Apache Airflow对接FusionInsight

适用场景

Apache Airflow 1.10.6 ↔ FusionInsight HD 6.5 (HDFS/Hive/HeTu)

Apache Airflow 1.10.6 ↔ FusionInsight HD 8.0 (HDFS/Hive)

说明:对接hive推荐是用jdbc连接方式

测试环境描述

Apache Airflow安装主机: 172.16.2.121 对接FI HD集群: 172.16.5.161-163

安装anaconda

参考jupyternotebook或者jupyterhub文档,完成anaconda环境的安装。这里选用的是Python2版本的安装。因为Python3版本在后续的安装airflow kerberos的时候会报错。
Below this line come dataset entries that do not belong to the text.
//! tracing을 사용한 로깅 인프라.
//!
//! 지원 출력 형식:
//! - **pretty**: 개발용 사람이 읽기 쉬운 형식
//! - **json**: 운영환경/로그 집계용 JSON 형식
//! - **compact**: 한 줄 형식 (CLI 기본)

use crate::config::LoggingConfig;
use tracing_subscriber::{
    fmt::{self, format::FmtSpan},
    layer::SubscriberExt,
    util::SubscriberInitExt,
    EnvFilter, Layer, Registry,
};

/// 로그 출력 형식.
#[derive(Debug, Clone, Copy, PartialEq, Eq, Default)]
pub enum LogFormat {
    /// 색상이 포함된 여러 줄 형식
    Pretty,
    /// JSON 형식
    Json,
    /// 간결한 한 줄 형식
    #[default]
    Compact,
}

impl std::str::FromStr for LogFormat {
    type Err = String;

    fn from_str(s: &str) -> Result<Self, Self::Err> {
        match s.to_lowercase().as_str() {
            "pretty" => Ok(Self::Pretty),
            "json" => Ok(Self::Json),
            "compact" => Ok(Self::Compact),
            _ => Err(format!("Unknown log format: {}", s)),
        }
    }
}

/// 로깅 설정.
#[derive(Debug, Clone)]
pub struct LogConfig {
    /// 로그 레벨 필터 (예: "info", "trader_signal=debug")
    pub level: String,
    /// 출력 형식
    pub format: LogFormat,
    /// span 진입/종료 이벤트 포함 여부
    pub with_span_events: bool,
    /// 파일명과 줄 번호 포함 여부
    pub with_file: bool,
    /// 대상(모듈 경로) 포함 여부
    pub with_target: bool,
}

impl Default for LogConfig {
    fn default() -> Self {
        Self {
            level: "info".to_string(),
            format: LogFormat::Compact,
            with_span_events: false,
            with_file: false,
            with_target: true,
        }
    }
}

impl LogConfig {
    /// 새 로그 설정을 생성합니다.
    pub fn new(level: impl Into<String>) -> Self {
        Self {
            level: level.into(),
            ..Default::default()
        }
    }

    /// 로그 형식을 설정합니다.
    pub fn with_format(mut self, format: LogFormat) -> Self {
        self.format = format;
        self
    }

    /// span 이벤트를 활성화합니다.
    pub fn with_span_events(mut self, enabled: bool) -> Self {
        self.with_span_events = enabled;
        self
    }

    /// `LOG_FORMAT` 환경 변수가 있으면 형식을 덮어씁니다.
    pub fn with_env_overrides(mut self) -> Self {
        if let Some(format) = std::env::var("LOG_FORMAT")
            .ok()
            .and_then(|s| s.parse().ok())
        {
            self.format = format;
        }
        self
    }
}

impl From<&LoggingConfig> for LogConfig {
    fn from(config: &LoggingConfig) -> Self {
        Self {
            level: config.level.clone(),
            format: config.format.parse().unwrap_or_default(),
            with_file: config.with_file,
            ..Default::default()
        }
    }
}

/// 주어진 설정으로 로깅 시스템을 초기화합니다.
///
/// `RUST_LOG`가 설정되어 있으면 `config.level`보다 우선합니다.
///
/// # 예제
///
/// ```no_run
/// use trader_core::logging::{init_logging, LogConfig, LogFormat};
///
/// let config = LogConfig::new("debug").with_format(LogFormat::Json);
/// init_logging(config).unwrap();
/// ```
pub fn init_logging(config: LogConfig) -> Result<(), Box<dyn std::error::Error>> {
    let env_filter = EnvFilter::try_from_default_env()
        .or_else(|_| EnvFilter::try_new(&config.level))?;

    let span_events = if config.with_span_events {
        FmtSpan::NEW | FmtSpan::CLOSE
    } else {
        FmtSpan::NONE
    };

    let base = fmt::layer()
        .with_file(config.with_file)
        .with_line_number(config.with_file)
        .with_target(config.with_target)
        .with_span_events(span_events);

    let fmt_layer: Box<dyn Layer<Registry> + Send + Sync> = match config.format {
        LogFormat::Pretty => base.pretty().boxed(),
        LogFormat::Json => base.json().boxed(),
        LogFormat::Compact => base.compact().boxed(),
    };

    tracing_subscriber::registry()
        .with(fmt_layer)
        .with(env_filter)
        .try_init()?;

    tracing::debug!(
        format = ?config.format,
        level = %config.level,
        "Logging initialized"
    );

    Ok(())
}

/// 종목 단위 작업을 위한 span을 생성하는 매크로.
#[macro_export]
macro_rules! symbol_span {
    ($name:expr, $symbol:expr) => {
        tracing::info_span!($name, symbol = %$symbol)
    };
    ($name:expr, $symbol:expr, $source:expr) => {
        tracing::info_span!($name, symbol = %$symbol, source = %$source)
    };
}

#[cfg(test)]
mod tests {
    use super::*;

    #[test]
    fn test_log_format_from_str() {
        assert_eq!("pretty".parse::<LogFormat>().unwrap(), LogFormat::Pretty);
        assert_eq!("JSON".parse::<LogFormat>().unwrap(), LogFormat::Json);
        assert_eq!("compact".parse::<LogFormat>().unwrap(), LogFormat::Compact);
        assert!("xml".parse::<LogFormat>().is_err());
    }

    #[test]
    fn test_log_config_from_logging_section() {
        let section = LoggingConfig {
            level: "debug".to_string(),
            format: "json".to_string(),
            with_file: true,
        };
        let config = LogConfig::from(&section);
        assert_eq!(config.level, "debug");
        assert_eq!(config.format, LogFormat::Json);
        assert!(config.with_file);
    }

    #[test]
    fn test_unknown_format_falls_back_to_compact() {
        let section = LoggingConfig {
            format: "fancy".to_string(),
            ..Default::default()
        };
        assert_eq!(LogConfig::from(&section).format, LogFormat::Compact);
    }
}
//! 보유 포지션.

use crate::types::{Quantity, Symbol};
use rust_decimal::Decimal;
use serde::{Deserialize, Serialize};

/// 브로커가 보고하는 종목별 보유 수량.
#[derive(Debug, Clone, PartialEq, Eq, Serialize, Deserialize)]
pub struct PositionInfo {
    pub symbol: Symbol,
    pub quantity: Quantity,
}

impl PositionInfo {
    pub fn new(symbol: Symbol, quantity: Quantity) -> Self {
        Self { symbol, quantity }
    }
}

/// 포지션 목록에서 특정 종목의 보유 수량을 찾습니다. 없으면 0.
pub fn held_quantity(positions: &[PositionInfo], symbol: &Symbol) -> Quantity {
    positions
        .iter()
        .filter(|p| &p.symbol == symbol)
        .map(|p| p.quantity)
        .sum::<Decimal>()
}

#[cfg(test)]
mod tests {
    use super::*;
    use rust_decimal_macros::dec;

    #[test]
    fn test_held_quantity() {
        let positions = vec![
            PositionInfo::new(Symbol::new("AAPL"), dec!(10)),
            PositionInfo::new(Symbol::new("MSFT"), dec!(4)),
        ];
        assert_eq!(held_quantity(&positions, &Symbol::new("AAPL")), dec!(10));
        assert_eq!(held_quantity(&positions, &Symbol::new("NVDA")), Decimal::ZERO);
    }
}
python3 安装问题单: https://issues.apache.org/jira/browse/AIRFLOW-5033

安装airflow

  • 在安装好的anaconda的bin路径下/opt/anaconda2/bin,输入如下命令pip install apache-airflow开始安装airflow

  • 使用如下命令安装相关的依赖

    yum install gcc-c++ python-devel.x86_64 cyrus-sasl-devel.x86_64
    yum install cyrus-sasl-devel cyrus-sasl-gssapi cyrus-sasl-md5 cyrus-sasl-plain
    

  • 安装完成后输入如下命令继续安装airflow对kerberos, hive,gcp的额外特性
pip install apache-airflow[kerberos,hive,gcp]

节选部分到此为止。